• YOUR INSTRUCTIONS:
A single figure is required: the number of lines in the data below that hold the word "only".

• DATASET:
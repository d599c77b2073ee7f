//! Device session registry using the Actor pattern.
//!
//! The registry maps each device id to at most one running session. It
//! receives commands via a tokio mpsc channel, so "look up, create if
//! missing, then attach" is a single step no matter how many viewers race.
//!
//! # Architecture
//!
//! ```text
//! ┌─────────────────┐     ┌─────────────────┐     ┌──────────────────┐
//! │   Connections   │────▶│  RegistryActor  │────▶│ Broadcast Channel│
//! └─────────────────┘     └─────────────────┘     └──────────────────┘
//!         │                  │          ▲                  │
//!         │ RegistryCommand  │ spawn    │ SessionNotice    │ RegistryEvent
//!         │ (mpsc channel)   ▼          │                  ▼
//!    attach/detach     ┌─────────────────┐            monitor, tests
//!                      │  SessionActor   │ × devices
//!                      └─────────────────┘
//! ```
//!
//! # Panic-Free Guarantees
//!
//! All operations in this module follow the panic-free policy:
//! - No `.unwrap()` or `.expect()` in production code
//! - All fallible operations return `Result` or `Option`
//! - Channel operations handle closure gracefully

use tokio::sync::{broadcast, mpsc};

use devrelay_core::RelayConfig;

mod actor;
mod commands;
mod handle;

pub use actor::RegistryActor;
pub use commands::{AttachOutcome, RegistryCommand, RegistryError, RegistryEvent};
pub use handle::RegistryHandle;

/// Channel buffer sizes
const COMMAND_BUFFER: usize = 100;
const EVENT_BUFFER: usize = 100;

/// Spawn the registry actor and return a handle for interaction.
///
/// The registry stops its sessions when every handle has been dropped or
/// [`RegistryHandle::shutdown`] is called.
///
/// # Example
///
/// ```no_run
/// use devrelay_core::RelayConfig;
/// use devrelayd::registry::spawn_registry;
///
/// #[tokio::main]
/// async fn main() {
///     let handle = spawn_registry(RelayConfig::default());
///     let devices = handle.list_devices().await;
///     assert!(devices.is_empty());
/// }
/// ```
pub fn spawn_registry(config: RelayConfig) -> RegistryHandle {
    let (cmd_tx, cmd_rx) = mpsc::channel(COMMAND_BUFFER);
    let (event_tx, _) = broadcast::channel(EVENT_BUFFER);

    let actor = RegistryActor::new(config, cmd_rx, event_tx.clone());
    tokio::spawn(actor.run());

    RegistryHandle::new(cmd_tx, event_tx)
}
//! Error types for the devrelay viewer client.
//!
//! All error types use `thiserror` for derive macros and carry enough
//! context to tell the user what to check (daemon running, versions match).
//!
//! **Panic-Free Policy:** This module follows the workspace panic-free policy.
//! No `.unwrap()`, `.expect()`, `panic!()`, `unreachable!()`, or `todo!()`.

use std::io;
use thiserror::Error;

// ============================================================================
// Client Error Type
// ============================================================================

/// Viewer client errors.
///
/// # Error Handling
///
/// - Connection errors suggest checking if the daemon is running
/// - Version errors mean the viewer and daemon were built from different releases
/// - `Daemon` errors are requests the daemon refused, with its error code
#[derive(Error, Debug)]
pub enum ClientError {
    /// Failed to connect to the daemon.
    #[error("Failed to connect to daemon: {0}")]
    DaemonConnection(String),

    /// Protocol version mismatch with daemon.
    ///
    /// Ensure the viewer and daemon are the same version.
    #[error("Protocol version mismatch (client: {client_version}, daemon: {daemon_version})")]
    VersionMismatch {
        /// The protocol version this client speaks.
        client_version: String,
        /// The protocol version the daemon is running.
        daemon_version: String,
    },

    /// The daemon refused a request.
    #[error("Daemon error{}: {message}", code.as_ref().map(|c| format!(" ({c})")).unwrap_or_default())]
    Daemon {
        message: String,
        code: Option<String>,
    },

    /// The daemon sent something that makes no sense at this point.
    #[error("Protocol error: {0}")]
    ProtocolError(String),

    /// The daemon closed the connection.
    #[error("Daemon closed the connection")]
    Disconnected,

    /// I/O error passthrough.
    #[error("IO error: {0}")]
    Io(#[from] io::Error),

    /// JSON parse error passthrough.
    ///
    /// Typically indicates a version mismatch between viewer and daemon.
    #[error("Failed to parse message: {0}")]
    ParseError(#[from] serde_json::Error),
}

impl ClientError {
    /// Error code reported by the daemon, if this is a refused request.
    pub fn daemon_code(&self) -> Option<&str> {
        match self {
            Self::Daemon { code, .. } => code.as_deref(),
            _ => None,
        }
    }
}

// ============================================================================
// Result Type Alias
// ============================================================================

/// Convenience Result type alias for client operations.
pub type Result<T> = std::result::Result<T, ClientError>;
//! Byte stream to line splitting.

/// Splits a chunked byte stream into text lines.
///
/// A line is emitted only once its `\n` terminator has been seen; the bytes
/// after the last terminator are held back until the next chunk arrives.
/// Trailing whitespace (including `\r`) is stripped and lines that are blank
/// after trimming are skipped. Invalid UTF-8 is replaced, not rejected.
///
/// Whatever is still held back when the stream ends is discarded, never
/// flushed as a final (possibly truncated) line.
#[derive(Debug)]
pub struct LineSplitter {
    partial: Vec<u8>,
    max_line_bytes: usize,
}

impl LineSplitter {
    /// Creates a splitter that force-splits unterminated runs longer than
    /// `max_line_bytes`, bounding the memory held for a partial line.
    pub fn new(max_line_bytes: usize) -> Self {
        Self {
            partial: Vec::new(),
            max_line_bytes: max_line_bytes.max(1),
        }
    }

    /// Feeds one chunk and returns the lines it completed, in order.
    pub fn feed(&mut self, chunk: &[u8]) -> Vec<String> {
        let mut lines = Vec::new();

        for segment in chunk.split_inclusive(|b| *b == b'\n') {
            match segment.split_last() {
                Some((&b'\n', body)) => {
                    self.partial.extend_from_slice(body);
                    let raw = std::mem::take(&mut self.partial);
                    push_decoded(&raw, &mut lines);
                }
                _ => {
                    self.partial.extend_from_slice(segment);
                    while self.partial.len() >= self.max_line_bytes {
                        let cut = char_boundary(&self.partial, self.max_line_bytes);
                        let rest = self.partial.split_off(cut);
                        let raw = std::mem::replace(&mut self.partial, rest);
                        push_decoded(&raw, &mut lines);
                    }
                }
            }
        }

        lines
    }

    /// Number of bytes held back waiting for a terminator.
    pub fn pending_len(&self) -> usize {
        self.partial.len()
    }

    /// Ends the stream, returning how many trailing bytes were discarded.
    pub fn finish(self) -> usize {
        self.partial.len()
    }
}

/// Largest cut at or below `max` that keeps a UTF-8 sequence whole.
///
/// Falls back to `max` when the sequence starts the buffer, so every cut
/// makes progress.
fn char_boundary(bytes: &[u8], max: usize) -> usize {
    for start in (max.saturating_sub(3)..max).rev() {
        let width = match bytes[start] {
            b if b & 0xC0 == 0x80 => continue,
            b if b >= 0xF0 => 4,
            b if b >= 0xE0 => 3,
            b if b >= 0xC0 => 2,
            _ => 1,
        };
        return if start > 0 && start + width > max { start } else { max };
    }
    max
}

fn push_decoded(raw: &[u8], lines: &mut Vec<String>) {
    let text = String::from_utf8_lossy(raw);
    let line = text.trim_end();
    if !line.trim_start().is_empty() {
        lines.push(line.to_string());
    }
}

#[cfg(test)]
mod tests {
    use super::*;

    #[test]
    fn test_complete_lines_in_one_chunk() {
        let mut splitter = LineSplitter::new(1024);
        assert_eq!(splitter.feed(b"A\nB\nC\n"), vec!["A", "B", "C"]);
        assert_eq!(splitter.pending_len(), 0);
    }

    #[test]
    fn test_partial_line_spans_chunks() {
        let mut splitter = LineSplitter::new(1024);
        assert_eq!(splitter.feed(b"first\nsec"), vec!["first"]);
        assert_eq!(splitter.pending_len(), 3);
        assert!(splitter.feed(b"on").is_empty());
        assert_eq!(splitter.feed(b"d\nthird"), vec!["second"]);
        assert_eq!(splitter.finish(), 5);
    }

    #[test]
    fn test_crlf_and_blank_lines() {
        let mut splitter = LineSplitter::new(1024);
        let lines = splitter.feed(b"one\r\n\r\n   \n  indented\r\n");
        assert_eq!(lines, vec!["one", "  indented"]);
    }

    #[test]
    fn test_terminator_split_from_cr() {
        let mut splitter = LineSplitter::new(1024);
        assert!(splitter.feed(b"line\r").is_empty());
        assert_eq!(splitter.feed(b"\n"), vec!["line"]);
    }

    #[test]
    fn test_trailing_fragment_is_discarded() {
        let mut splitter = LineSplitter::new(1024);
        assert_eq!(splitter.feed(b"kept\ntrunc"), vec!["kept"]);
        assert_eq!(splitter.finish(), 5);
    }

    #[test]
    fn test_invalid_utf8_is_replaced() {
        let mut splitter = LineSplitter::new(1024);
        let lines = splitter.feed(b"bad \xff byte\n");
        assert_eq!(lines, vec!["bad \u{fffd} byte"]);
    }

    #[test]
    fn test_overlong_line_is_force_split() {
        let mut splitter = LineSplitter::new(4);
        let lines = splitter.feed(b"abcdefghij");
        assert_eq!(lines, vec!["abcd", "efgh"]);
        assert_eq!(splitter.pending_len(), 2);
        assert_eq!(splitter.feed(b"\n"), vec!["ij"]);
    }

    #[test]
    fn test_force_split_keeps_multibyte_chars_whole() {
        let mut splitter = LineSplitter::new(4);
        let lines = splitter.feed("abcéfgh".as_bytes());
        assert_eq!(lines, vec!["abc", "éfg"]);
        assert_eq!(splitter.feed(b"\n"), vec!["h"]);

        // The lead byte arrives alone at the limit and waits for the rest
        assert_eq!(splitter.feed(b"xyz\xc3"), vec!["xyz"]);
        assert_eq!(splitter.feed(b"\xa9\n"), vec!["é"]);
    }
}
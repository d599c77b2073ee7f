//! Domain-specific error types following panic-free policy.

use thiserror::Error;

/// Errors that can occur in domain operations.
#[derive(Error, Debug, Clone, PartialEq, Eq)]
pub enum DomainError {
    /// Device identifier was empty or whitespace only
    #[error("Invalid device id: {value:?} ({reason})")]
    InvalidDeviceId { value: String, reason: String },

    /// Invalid field value
    #[error("Invalid {field}: {value} (expected {expected})")]
    InvalidFieldValue {
        field: String,
        value: String,
        expected: String,
    },
}

/// Result type for domain operations.
pub type DomainResult<T> = Result<T, DomainError>;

• ANSWER BELOW:
2